(Dataset entries)
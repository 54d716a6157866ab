//! Filtered views over the note collection.
use std::{fmt, str::FromStr};

use log::trace;

use crate::{Category, DiaryError, Note, Result};

/// Category filter for listings; `All` matches every note
#[derive(Debug, Clone, Copy, PartialEq, Eq, Default)]
pub enum CategoryFilter {
    #[default]
    All,
    Only(Category),
}

impl CategoryFilter {
    pub fn matches(&self, category: Category) -> bool {
        match self {
            CategoryFilter::All => true,
            CategoryFilter::Only(wanted) => *wanted == category,
        }
    }
}

impl FromStr for CategoryFilter {
    type Err = DiaryError;

    fn from_str(s: &str) -> Result<Self> {
        if s.trim().eq_ignore_ascii_case("all") {
            return Ok(CategoryFilter::All);
        }
        s.parse().map(CategoryFilter::Only)
    }
}

impl fmt::Display for CategoryFilter {
    fn fmt(&self, f: &mut fmt::Formatter<'_>) -> fmt::Result {
        match self {
            CategoryFilter::All => f.write_str("All"),
            CategoryFilter::Only(category) => write!(f, "{}", category),
        }
    }
}

/// Notes whose text contains `search_term` (ignoring case) and whose category
/// passes `filter`, in collection order. An empty term matches everything.
pub fn filter_notes<'a>(
    notes: &'a [Note],
    search_term: &str,
    filter: &CategoryFilter,
) -> Vec<&'a Note> {
    let needle = search_term.to_lowercase();
    let matched: Vec<&Note> = notes
        .iter()
        .filter(|note| filter.matches(note.category) && note.folded_text().contains(&needle))
        .collect();

    trace!(
        "Filter '{}' / {} matched {} of {} notes",
        search_term,
        filter,
        matched.len(),
        notes.len()
    );
    matched
}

### REQUIRED WORK
For the records given here, say how many lines hold the string "matches", with no further words.

### WRITTEN ANSWER
4